Kidur, c’est à l’époque des tissus destinés au monde du travail, à la fabrication de vêtements ouvriers, des tissus épais et robustes dont la couleur ne passe pas, des sergés et des moleskines faits en France. Les ouvriers avaient besoin pour travailler de vêtements peu chers mais résistants et de bonne qualité. Afin d’améliorer leurs conditions de travail, les vêtements devaient également les protéger des dangers dus aux machines mais aussi de la salissure.
La chemise, vêtement ouvrier incontournable
Les vêtements de travail devaient par ailleurs être protecteurs, confortables, fonctionnels et adaptés aux différents environnements. Dès 1945 grâce à la création d’une confection jumelée aux tissages de la Plainelière, la manufacture Kidur emploie ses savoir-faire et utilise ses tissus robustes et durables pour proposer aux ouvriers des usines et des champs des vêtements de qualité.
Dans un premier temps Kidur se fera connaître pour ses chemises, ensuite pour un vestiaire complet de vêtements durables. La qualité de fabrication, la solidité des tissus et la grande tenue des couleurs confèrent aux vêtements Kidur une durabilité exemplaire. Dès l’origine de la marque, Kidur assure son engagement grâce au slogan “Kidur, résiste à l’usure”
De vêtements de travail à ceux de la vie quotidienne
une ambition qui dure
Pendant plus d’un demi-siècle, la manufacture Kidur a habillé les travailleurs de toutes les usines du pays et sa qualité et son savoir-faire étaient reconnus par tous. Kidur était la référence du vêtement qui résiste à l’usure.
Plus tard, comme tant d’autres, la manufacture a été surprise par l’arrivée sur le marché des fringues jetables venues de l’autre bout du monde. Ne pouvant lutter, la manufacture s’est recentrée sur ce qu’elle faisait de mieux, à savoir la fabrication, mais pour les autres cette fois.

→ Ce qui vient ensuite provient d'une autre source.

//! Verification of stored templates and live services.

use agency_core::check::CheckReport;
use agency_core::service_plan::{plan_service, ServicePlan};
use agency_core::service_template::blueprint_violations;
use agency_core::types::DbId;
use agency_db::models::service::ServiceWithStructure;
use agency_db::repositories::{ServiceRepo, ServiceTemplateRepo};
use agency_db::DbPool;
use anyhow::anyhow;

/// Re-validate every stored template tree.
pub async fn templates(pool: &DbPool) -> anyhow::Result<CheckReport> {
    let stored = ServiceTemplateRepo::list(pool).await?;
    let mut report = CheckReport::new();

    if stored.is_empty() {
        report.fail("templates", "no service templates found; run `seed templates` first");
    }

    for template in stored {
        let name = format!("template '{}'", template.name);
        match ServiceTemplateRepo::load_blueprint(pool, template.id).await {
            Ok(Some(blueprint)) => {
                let mut violations = blueprint_violations(&blueprint);
                if blueprint.milestones.is_empty() {
                    violations.push("template has no milestones".to_string());
                }
                if violations.is_empty() {
                    report.pass(name);
                } else {
                    report.fail(name, violations.join("; "));
                }
            }
            Ok(None) => report.fail(name, "template disappeared during verification"),
            Err(e) => report.fail(name, e.to_string()),
        }
    }

    Ok(report)
}

/// Check a live service's dates, and compare them with its template plan
/// when it was created from one.
pub async fn service(pool: &DbPool, id: DbId) -> anyhow::Result<CheckReport> {
    let structure = ServiceRepo::find_with_structure(pool, id)
        .await?
        .ok_or_else(|| anyhow!("Service {id} not found"))?;

    let mut report = live_checks(&structure);

    if let Some(template_id) = structure.service.template_id {
        match ServiceTemplateRepo::load_blueprint(pool, template_id).await {
            Ok(Some(blueprint)) => {
                match plan_service(&blueprint, structure.service.start_date) {
                    Ok(plan) => report.merge(compare_with_plan(&structure, &plan)),
                    Err(e) => report.fail(format!("template {template_id} plan"), e.to_string()),
                }
            }
            Ok(None) => tracing::info!(template_id, "Template no longer exists; skipping plan comparison"),
            Err(e) => report.fail(format!("template {template_id}"), e.to_string()),
        }
    }

    Ok(report)
}

/// Ordering invariants on stored rows: each milestone is due after it starts
/// and no task is due before its milestone starts.
pub fn live_checks(structure: &ServiceWithStructure) -> CheckReport {
    let mut report = CheckReport::new();

    for milestone in &structure.milestones {
        let name = format!("milestone '{}' window", milestone.name);
        if milestone.due_date > milestone.start_date {
            report.pass(name);
        } else {
            report.fail(
                name,
                format!(
                    "due {} is not after start {}",
                    milestone.due_date, milestone.start_date
                ),
            );
        }

        for task in structure.tasks.iter().filter(|t| t.milestone_id == milestone.id) {
            let Some(due) = task.due_date else { continue };
            let name = format!("task '{}' due date", task.title);
            if due >= milestone.start_date {
                report.pass(name);
            } else {
                report.fail(
                    name,
                    format!(
                        "due {due} precedes milestone '{}' start {}",
                        milestone.name, milestone.start_date
                    ),
                );
            }
        }
    }

    report
}

/// Compare stored milestones and tasks (matched by position) with a plan.
/// Stored rows with no planned counterpart are reported as failures.
pub fn compare_with_plan(structure: &ServiceWithStructure, plan: &ServicePlan) -> CheckReport {
    let mut report = CheckReport::new();

    for planned in &plan.milestones {
        let name = format!("milestone '{}' matches template", planned.name);
        let Some(live) = structure
            .milestones
            .iter()
            .find(|m| m.position == planned.position)
        else {
            report.fail(name, format!("no milestone at position {}", planned.position));
            continue;
        };

        if live.start_date == planned.start_date && live.due_date == planned.due_date {
            report.pass(name);
        } else {
            report.fail(
                name,
                format!(
                    "expected {}..{}, found {}..{}",
                    planned.start_date, planned.due_date, live.start_date, live.due_date
                ),
            );
        }

        for planned_task in &planned.tasks {
            let name = format!("task '{}' matches template", planned_task.title);
            let found = structure
                .tasks
                .iter()
                .find(|t| t.milestone_id == live.id && t.position == planned_task.position);
            match found {
                None => report.fail(
                    name,
                    format!(
                        "no task at position {} in milestone '{}'",
                        planned_task.position, live.name
                    ),
                ),
                Some(task) if task.due_date == Some(planned_task.due_date) => report.pass(name),
                Some(task) => report.fail(
                    name,
                    format!(
                        "expected due {}, found {}",
                        planned_task.due_date,
                        task.due_date
                            .map(|d| d.to_string())
                            .unwrap_or_else(|| "none".to_string())
                    ),
                ),
            }
        }
    }

    for live in &structure.milestones {
        let Some(planned) = plan.milestones.iter().find(|m| m.position == live.position) else {
            report.fail(
                format!("milestone '{}' matches template", live.name),
                format!("position {} is not in the template", live.position),
            );
            continue;
        };

        let extra = structure.tasks.iter().filter(|t| {
            t.milestone_id == live.id && !planned.tasks.iter().any(|p| p.position == t.position)
        });
        for task in extra {
            report.fail(
                format!("task '{}' matches template", task.title),
                format!(
                    "position {} in milestone '{}' is not in the template",
                    task.position, live.name
                ),
            );
        }
    }

    report
}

Elle a laissé sa marque historique, ce petit bout de patrimoine dormir au fond d’un placard en attendant que la notion de consommer durable, responsable et local redevienne un critère de choix.
En 2018, sentant le vent tourner, elle a relancé la machine. Kidur a fait peau neuve à travers une collection intemporelle en accord avec ses origines, une collection plus large de vêtements indémodables, toujours aussi solides, et toujours fabriqués à Courlay, en France, dans l’usine historique.